5. OVERWEGINGEN VAN HET COLLEGE
5.1
Het college wijst er allereerst op, dat het bij de tuchtrechtelijke toetsing van professioneel handelen er niet om gaat of dat handelen beter had gekund, maar om het geven van een antwoord op de vraag of de beroepsbeoefenaar bij het beroepsmatig handelen is gebleven binnen de grenzen van een redelijk bekwame beroepsuitoefening, rekening houdend met de stand van de wetenschap ten tijde van het klachtwaardig geachte handelen en met hetgeen toen in de beroepsgroep ter zake als norm of standaard was aanvaard.
5.2
Naar het oordeel van het college voldoet de door verweerder gekozen behandelmethode aan de daarvoor geldende standaarden. Het is gebruikelijk om in een geval als het onderhavige eerst te kiezen voor het voorschrijven van een arthrodesekoker en om te bezien of daarmee te pijnklachten verminderen. Pas als de door verweerder gekozen behandelmethode niet zou helpen zou verder onderzoek op zijn plaats zijn geweest. Dat verdere onderzoek heeft -toen bleek dat de pijn niet verminderde- op verzoek van klager plaatsgevonden in de F.

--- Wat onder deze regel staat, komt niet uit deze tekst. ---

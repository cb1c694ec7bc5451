mod support;

use predicates::str::contains;
use serde_json::Value;

use support::TestData;

fn fired_kinds(data: &Value) -> Vec<String> {
    data["fired"]
        .as_array()
        .expect("fired array")
        .iter()
        .map(|reminder| reminder["kind"].as_str().expect("kind").to_string())
        .collect()
}

#[test]
fn watch_once_fires_each_reminder_once() {
    let data = TestData::new();
    data.json(&["notify", "allow"]);
    data.add("Overdue essay", "Literature", -1, &["at_due_date"]);

    let first = data.json(&["watch", "--once"]);
    assert_eq!(first["permission"], "granted");
    assert_eq!(fired_kinds(&first), vec!["at_due_date"]);
    assert_eq!(first["fired"][0]["title"], "Assignment Due Now!");
    assert_eq!(
        first["fired"][0]["body"],
        "Overdue essay is due for Literature."
    );

    let second = data.json(&["watch", "--once"]);
    assert!(fired_kinds(&second).is_empty());
}

#[test]
fn watch_once_fires_only_open_windows() {
    let data = TestData::new();
    data.json(&["notify", "allow"]);
    // Due in 30 minutes: the one-hour window is open, the due-date one is not.
    let due = (chrono::Utc::now() + chrono::Duration::minutes(30)).to_rfc3339();
    data.json(&[
        "add",
        "Quiz",
        "--subject",
        "Math",
        "--due",
        &due,
        "--remind",
        "at_due_date,1_hour_before,1_day_before",
    ]);

    let fired = data.json(&["watch", "--once"]);
    assert_eq!(fired_kinds(&fired), vec!["1_hour_before"]);

    let stored = data.read_assignments();
    assert_eq!(
        stored[0]["lastNotified"],
        serde_json::json!({ "1_hour_before": true })
    );
}

#[test]
fn completed_assignments_never_fire() {
    let data = TestData::new();
    let id = data.add("Finished lab", "Chemistry", -3, &["at_due_date"]);
    data.json(&["done", &id]);

    let fired = data.json(&["watch", "--once"]);
    assert!(fired_kinds(&fired).is_empty());
}

#[test]
fn reminders_are_marked_without_permission() {
    let data = TestData::new();
    data.add("Overdue essay", "Literature", -1, &["at_due_date"]);

    data.cmd()
        .args(["watch", "--once"])
        .assert()
        .success()
        .stdout(contains("Fired       1"))
        .stdout(contains("warning: notifications are not enabled"));

    assert_eq!(data.read_assignments()[0]["lastNotified"]["at_due_date"], true);

    data.json(&["notify", "allow"]);
    let later = data.json(&["watch", "--once"]);
    assert!(fired_kinds(&later).is_empty());
}

#[test]
fn delivered_reminders_reach_the_terminal_backend() {
    let data = TestData::new();
    data.json(&["notify", "allow"]);
    data.add("Reading", "History", -1, &["at_due_date"]);

    data.cmd()
        .args(["--quiet", "watch", "--once"])
        .assert()
        .success()
        .stderr(contains("Assignment Due Now!: Reading is due for History."));
}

Ook als de radioloog de aanwezigheid van een osteofyt direct zou hebben ontdekt zou de door verweerder gekozen behandelmethode de voorkeur hebben verdiend, nu immers op het moment dat verweerder klager onderzocht niet vaststond dat de osteofyt de betreffende snerpende pijn veroorzaakte. Osteofyten komen veel vaker voor en worden slechts zelden verwijderd.

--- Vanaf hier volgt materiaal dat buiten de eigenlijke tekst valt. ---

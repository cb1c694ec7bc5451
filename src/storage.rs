//! Durable key-value storage in the data directory.
//!
//! # Directory Structure
//!
//! ```text
//! <data dir>/
//!   assignments.json        # JSON array of assignments
//!   assignments.json.lock   # Advisory lock for read-modify-write cycles
//!   theme                   # "dark" or "light"
//!   permission              # "granted", "denied" or "default"
//!   config.toml             # Optional configuration
//! ```
//!
//! The data directory is `--data-dir`, else `$ASSIGNMATE_DIR`, else the
//! platform data directory.

use std::fs;
use std::io;
use std::path::{Path, PathBuf};

use directories::ProjectDirs;
use tracing::{debug, warn};

use crate::assignment::Assignment;
use crate::error::{Error, Result};
use crate::lock::{self, DataLock, LOCK_TIMEOUT};

pub const ASSIGNMENTS_KEY: &str = "assignments.json";
pub const THEME_KEY: &str = "theme";
pub const PERMISSION_KEY: &str = "permission";
pub const CONFIG_FILE: &str = "config.toml";

/// Environment variable overriding the data directory.
pub const DATA_DIR_ENV: &str = "ASSIGNMATE_DIR";

#[derive(Debug, Clone)]
pub struct Storage {
    data_dir: PathBuf,
}

impl Storage {
    pub fn new(data_dir: impl Into<PathBuf>) -> Self {
        Self {
            data_dir: data_dir.into(),
        }
    }

    /// Resolve the data directory from an explicit path, the environment, or
    /// the platform default.
    pub fn resolve(explicit: Option<PathBuf>) -> Result<Self> {
        if let Some(dir) = explicit {
            return Ok(Self::new(dir));
        }
        if let Ok(dir) = std::env::var(DATA_DIR_ENV) {
            if !dir.trim().is_empty() {
                return Ok(Self::new(dir.trim()));
            }
        }
        let dirs = ProjectDirs::from("com", "assignmate", "assignmate").ok_or(Error::NoDataDir)?;
        Ok(Self::new(dirs.data_dir()))
    }

    pub fn data_dir(&self) -> &Path {
        &self.data_dir
    }

    pub fn entry_path(&self, key: &str) -> PathBuf {
        self.data_dir.join(key)
    }

    pub fn assignments_file(&self) -> PathBuf {
        self.entry_path(ASSIGNMENTS_KEY)
    }

    pub fn config_file(&self) -> PathBuf {
        self.entry_path(CONFIG_FILE)
    }

    /// Take the lock guarding the assignment collection.
    pub fn lock_assignments(&self) -> Result<DataLock> {
        DataLock::for_file(&self.assignments_file(), LOCK_TIMEOUT)
    }

    /// Load the collection. Absent or malformed data yields an empty list.
    pub fn load_assignments(&self) -> Vec<Assignment> {
        let path = self.assignments_file();
        let content = match fs::read_to_string(&path) {
            Ok(content) => content,
            Err(err) if err.kind() == io::ErrorKind::NotFound => {
                debug!(path = %path.display(), "no saved assignments");
                return Vec::new();
            }
            Err(err) => {
                warn!(path = %path.display(), error = %err, "failed to read assignments; starting empty");
                return Vec::new();
            }
        };

        if content.trim().is_empty() {
            return Vec::new();
        }

        match serde_json::from_str::<Vec<Assignment>>(&content) {
            Ok(assignments) => assignments,
            Err(err) => {
                warn!(path = %path.display(), error = %err, "malformed assignments data; starting empty");
                Vec::new()
            }
        }
    }

    /// Serialize and atomically write the full collection.
    pub fn save_assignments(&self, assignments: &[Assignment]) -> Result<()> {
        let json = serde_json::to_string_pretty(assignments)?;
        lock::replace_file(&self.assignments_file(), json.as_bytes())?;
        debug!(count = assignments.len(), "saved assignments");
        Ok(())
    }

    /// Read a small text entry, trimmed. Missing or unreadable entries are `None`.
    pub fn read_entry(&self, key: &str) -> Option<String> {
        let value = fs::read_to_string(self.entry_path(key)).ok()?;
        let trimmed = value.trim();
        if trimmed.is_empty() {
            None
        } else {
            Some(trimmed.to_string())
        }
    }

    pub fn write_entry(&self, key: &str, value: &str) -> Result<()> {
        lock::replace_file(&self.entry_path(key), format!("{value}\n").as_bytes())
    }
}

#[cfg(test)]
mod tests {
    use super::*;
    use crate::assignment::{AssignmentDraft, ReminderKind};
    use chrono::{TimeZone, Utc};
    use std::collections::BTreeSet;
    use tempfile::TempDir;

    fn sample(title: &str) -> Assignment {
        Assignment::new(AssignmentDraft {
            title: title.to_string(),
            subject: "History".to_string(),
            due_date: Utc.with_ymd_and_hms(2024, 6, 1, 9, 30, 0).unwrap(),
            notes: Some("chapter 4".to_string()),
            reminders: BTreeSet::from([ReminderKind::AtDueDate, ReminderKind::OneDayBefore]),
        })
    }

    #[test]
    fn entry_paths_live_in_data_dir() {
        let temp = TempDir::new().unwrap();
        let storage = Storage::new(temp.path());
        assert_eq!(storage.assignments_file(), temp.path().join("assignments.json"));
        assert_eq!(storage.config_file(), temp.path().join("config.toml"));
        assert_eq!(storage.entry_path(THEME_KEY), temp.path().join("theme"));
    }

    #[test]
    fn explicit_dir_wins() {
        let temp = TempDir::new().unwrap();
        let storage = Storage::resolve(Some(temp.path().to_path_buf())).unwrap();
        assert_eq!(storage.data_dir(), temp.path());
    }

    #[test]
    fn missing_file_loads_empty() {
        let temp = TempDir::new().unwrap();
        let storage = Storage::new(temp.path().join("fresh"));
        assert!(storage.load_assignments().is_empty());
    }

    #[test]
    fn malformed_file_loads_empty() {
        let temp = TempDir::new().unwrap();
        let storage = Storage::new(temp.path());
        fs::write(storage.assignments_file(), "{ not json").unwrap();
        assert!(storage.load_assignments().is_empty());

        fs::write(storage.assignments_file(), r#"{"id": "object not array"}"#).unwrap();
        assert!(storage.load_assignments().is_empty());
    }

    #[test]
    fn save_then_load_round_trips_records() {
        let temp = TempDir::new().unwrap();
        let storage = Storage::new(temp.path());
        let mut records = vec![sample("Essay"), sample("Lab report"), sample("Quiz prep")];
        records[1].is_completed = true;
        records[2].last_notified.mark(ReminderKind::OneDayBefore);

        storage.save_assignments(&records).unwrap();
        assert_eq!(storage.load_assignments(), records);
    }

    #[test]
    fn entries_round_trip_trimmed() {
        let temp = TempDir::new().unwrap();
        let storage = Storage::new(temp.path());
        assert_eq!(storage.read_entry(THEME_KEY), None);
        storage.write_entry(THEME_KEY, "dark").unwrap();
        assert_eq!(storage.read_entry(THEME_KEY).as_deref(), Some("dark"));
    }
}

Onder deze omstandigheden is de klacht dat verweerder een onjuiste diagnose heeft gesteld ongegrond.
6. DE BESLISSING
Het college wijst de klacht af.
Aldus gedaan in raadkamer door mr. D.J. van Dijk, voorzitter, mr. dr. Ph.S. Kahn, lid-jurist, en G.W.A. Diehl, dr. A.P.E. Sachs en dr. P.H. Wiersma, leden-geneeskundigen, in tegenwoordigheid van mr. B.E.H. Zijlstra-Bauer, secretaris, en uitgesproken in het openbaar op 5 januari 2012 door mr. A.L. Smit, voorzitter, in tegenwoordigheid van mr. H. van der Poel-Berkovits, secretaris.
voorzitter
secretaris
Tegen deze beslissing kan binnen zes weken na de dag van verzending van het afschrift ervan schriftelijk hoger beroep worden ingesteld bij het Centrale Tuchtcollege voor de Gezondheidszorg door:
a. de klager en/of klaagster, voor zover de klacht is afgewezen, of voor zover hij/zij niet-ontvankelijk is verklaard;
b. degene over wie is geklaagd;
c. de hoofdinspecteur of de regionale inspecteur van de volksgezondheid, wie de aangelegenheid uit hoofde van de hun toevertrouwde belangen aangaat.
Het tot het Centrale Tuchtcollege voor de Gezondheidszorg gerichte beroepschrift wordt ingezonden bij de secretaris van het Regionaal Tuchtcollege voor de Gezondheidszorg te Zwolle, door wie het binnen de beroepstermijn moet zijn ontvangen.